use num_bigint::BigUint;
use num_traits::Zero;

use crate::errors::CurveError;

/// Group law shared by the Edwards and Montgomery models.
///
/// Every operation that divides returns a `Result`: results are rebuilt
/// through the validating constructors, so a wrong intermediate value
/// surfaces as an error instead of an off-curve point.
pub trait Group: Sized + Clone + PartialEq {
    fn identity() -> Self;
    fn is_identity(&self) -> bool;
    fn generator() -> Self;
    fn double(&self) -> Result<Self, CurveError>;
    fn add(&self, other: &Self) -> Result<Self, CurveError>;
    fn negate(&self) -> Self;

    /// Left-to-right double-and-add, starting below the most significant bit.
    ///
    /// `scalar` is not reduced: any non-negative integer is accepted.
    fn scalar_mul(&self, scalar: &BigUint) -> Result<Self, CurveError> {
        if scalar.is_zero() {
            return Ok(Self::identity());
        }

        let mut result = self.clone();
        for bit in (0..scalar.bits() - 1).rev() {
            result = result.double()?;
            if scalar.bit(bit) {
                result = result.add(self)?;
            }
        }

        Ok(result)
    }

    fn mul_u64(&self, n: u64) -> Result<Self, CurveError> {
        self.scalar_mul(&BigUint::from(n))
    }

    fn multi_scalar_mul(points: &[Self], scalars: &[BigUint]) -> Result<Self, CurveError> {
        assert_eq!(
            points.len(),
            scalars.len(),
            "Points and scalars must have same length"
        );

        let mut result = Self::identity();
        for (point, scalar) in points.iter().zip(scalars.iter()) {
            result = result.add(&point.scalar_mul(scalar)?)?;
        }
        Ok(result)
    }
}
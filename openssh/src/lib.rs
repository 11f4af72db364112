//! Reader for Ed25519 keys in OpenSSH formats.
//!
//! Two inputs are understood:
//! - public key lines, `ssh-ed25519 <base64 blob> [comment]`
//! - PEM-armored `openssh-key-v1` private key containers
//!
//! Every field is read through a bounds-checked cursor, and the redundant
//! copies the format carries (the checkint pair, the public key stored three
//! times, the padding sequence) are cross-checked. Unencrypted containers can
//! be verified against the `eddsa` key derivation with
//! [`OpenSshPrivateKey::check_derivation`].
//!
//! # Example
//!
//! ```
//! use openssh::OpenSshPublicKey;
//!
//! let line = "ssh-ed25519 AAAAC3NzaC1lZDI1NTE5AAAAIFFaaCX6tPM0VRiaR2KoRgOewxfbMDMHuMB/Oom6bYMt me@host";
//! let key = OpenSshPublicKey::from_line(line).expect("parse");
//! assert_eq!(key.comment(), Some("me@host"));
//! assert_eq!(key.fingerprint(), "SHA256:jzc+/WQkR9rBzje1yDJijIkpm8RGoEBNYrdL1RfVYws");
//! ```
//!
//! Encrypted containers are parsed but their private section is kept opaque.

mod armor;
mod errors;
mod private;
mod public;
mod reader;

pub use armor::{BEGIN_MARKER, END_MARKER, decode_pem, encode_pem};
pub use errors::KeyError;
pub use private::{Ed25519Keypair, MAGIC, NONE, OpenSshPrivateKey};
pub use public::{ALGORITHM, OpenSshPublicKey};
= = = =
What to produce: Should a line in the material contain "scalars", copy it.

Answer to the exercise:
    fn multi_scalar_mul(points: &[Self], scalars: &[BigUint]) -> Result<Self, CurveError> {
            scalars.len(),
            "Points and scalars must have same length"
        for (point, scalar) in points.iter().zip(scalars.iter()) {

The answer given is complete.